QUEEN CHRISTINA

Christina of Sweden is a phenomenon that passed through the 17th century stunning all her contemporaries. Born in 1626, only daughter to King Gustav II Adolph, her father passes away when she is six years old. She ascends to the throne under the regency of the remarkable Chancellor Oxenstierna, but she does not get along with him and one day, she sends him away to reign on her own.

Her beginnings are brilliant, she acquires many territories for her kingdom of Sweden, develops the economy, the commerce. Then, one day, she is fed up with her job and decides to abdicate. Her people in tears beg her to revise her decision. To no avail. She abdicates and, with a light heart, she leaves her kingdom.

She goes to France, where she is received with pump by the court of Louis XIV. As she intends to lead the life she wants, she settles in a hotel in Paris. One night, she has Italian musicians come to her room, singing melodies in front of the closed curtains of her canopy bed. Suddenly she violently pulls the curtains. Appears in front of the terrified Italians a Gorgonian head screaming “Devil’s death do they sing well!” The distraught musicians leave shrieking.

As she was somewhat cumbersome, she was placed at the Fontainebleau Castle. There, she learns that her Italian lover, Monadelschi, is cheating on her. So she simply has him assassinated by her minions in a gallery.

The French Court finds that her manner somewhat lack common decency and suggest that the queen not prolong her stay in Fontainebleau.

She decides to go to Italy. To be able to contemplate at her leisure the pope’s collections, she converts to Catholicism. She settles in Rome, becomes close with the Vatican and, more importantly, assembles an important collection of art pieces.

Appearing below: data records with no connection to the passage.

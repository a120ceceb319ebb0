//! Pure diagnostics extraction over dependency-analysis reports.
//!
//! Input: one loosely structured report (JSON), the identity of the package
//! being edited, and an effective configuration. Output: ordered diagnostics,
//! a verdict, and severity counts. No IO happens in this crate.

#![forbid(unsafe_code)]

pub mod bind;
pub mod model;
pub mod policy;
pub mod report;
pub mod rules;

mod engine;
mod fingerprint;
mod pipeline;

#[cfg(test)]
mod proptest;
#[cfg(test)]
pub mod test_support;

pub use bind::bind;
pub use engine::evaluate;
pub use pipeline::Pipeline;
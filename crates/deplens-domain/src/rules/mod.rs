//! Analysis rules.
//!
//! Each rule follows the same two-step contract:
//!
//! 1. `consume`: extract this rule's slice of the report. Bound rules walk
//!    their field path; unbound rules see the whole report. Shared by every
//!    rule, never overridden.
//! 2. `produce`: turn the consumed value into zero or more diagnostics.
//!    Per-rule, and the only place rules differ.
//!
//! Consume failing means "nothing to look at", which is silence, not an error.

use crate::bind;
use crate::model::DependencyContext;
use crate::policy::EffectiveConfig;
use deplens_types::{Diagnostic, FieldPath, Severity, ids};
use serde_json::Value;

mod crypto;
mod licenses;
mod pending;
mod security;


/// The rule variants, in canonical pipeline order.
#[derive(Clone, Copy, Debug, PartialEq, Eq)]
pub enum RuleKind {
    Pending,
    SecurityIssues,
    ForbiddenLicense,
    CryptoAlgorithms,
}

impl RuleKind {
    /// Canonical pipeline order. Diagnostics are reported in this order.
    pub const ALL: [RuleKind; 4] = [
        RuleKind::Pending,
        RuleKind::SecurityIssues,
        RuleKind::ForbiddenLicense,
        RuleKind::CryptoAlgorithms,
    ];

    pub fn rule_id(self) -> &'static str {
        match self {
            RuleKind::Pending => ids::RULE_ANALYSIS_PENDING,
            RuleKind::SecurityIssues => ids::RULE_SECURITY_ISSUES,
            RuleKind::ForbiddenLicense => ids::RULE_FORBIDDEN_LICENSE,
            RuleKind::CryptoAlgorithms => ids::RULE_CRYPTO_ALGORITHMS,
        }
    }

    /// Where in the report this rule reads; `None` consumes the whole report.
    pub fn binding(self) -> Option<FieldPath> {
        match self {
            RuleKind::Pending => None,
            RuleKind::SecurityIssues => {
                Some(FieldPath::parse("analyses.security_issues.summary"))
            }
            RuleKind::ForbiddenLicense => {
                Some(FieldPath::parse("analyses.source_licenses.summary.sure_licenses"))
            }
            RuleKind::CryptoAlgorithms => {
                Some(FieldPath::parse("analyses.crypto_algorithms.summary.content"))
            }
        }
    }
}

/// One rule wired for execution: a kind plus its binding descriptor.
#[derive(Clone, Debug)]
pub struct Rule {
    kind: RuleKind,
    binding: Option<FieldPath>,
}

impl Rule {
    pub fn new(kind: RuleKind) -> Self {
        Self {
            kind,
            binding: kind.binding(),
        }
    }

    pub fn kind(&self) -> RuleKind {
        self.kind
    }

    /// Extract this rule's slice of `report`; `None` means not consumable.
    pub fn consume<'r>(&self, report: &'r Value) -> Option<&'r Value> {
        consume(report, self.binding.as_ref())
    }

    /// Emit diagnostics for a consumed `item` into `out`.
    ///
    /// `item` is known present; its shape is still this rule's problem.
    pub fn produce(
        &self,
        item: &Value,
        ctx: &DependencyContext,
        severity: Severity,
        cfg: &EffectiveConfig,
        out: &mut Vec<Diagnostic>,
    ) {
        match self.kind {
            RuleKind::Pending => pending::produce(item, ctx, severity, out),
            RuleKind::SecurityIssues => security::produce(item, ctx, severity, out),
            RuleKind::ForbiddenLicense => licenses::produce(item, ctx, severity, cfg, out),
            RuleKind::CryptoAlgorithms => crypto::produce(item, ctx, severity, out),
        }
    }
}

/// Shared consumption contract for every rule.
pub fn consume<'r>(report: &'r Value, binding: Option<&FieldPath>) -> Option<&'r Value> {
    match binding {
        Some(path) => bind::bind(report, path),
        None => Some(report),
    }
}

Ever since her childhood, this woman was a talented intellectual, close to Descartes, corresponding with the greatest minds of her time. In Italy, she interested herself more closely to the Arts.

It is in Rome that she dies in 1683, at the age of 63. She was to have the distinct honour of being one of the only two women to be buried in the Saint Peter Basilica.

It must be noted that her disgraceful physique, big bulging eyes, overly important nose and more than a little sloppy attires greatly differ from the image of Queen Christina left behind by the sublime Greta Garbo, her compatriot.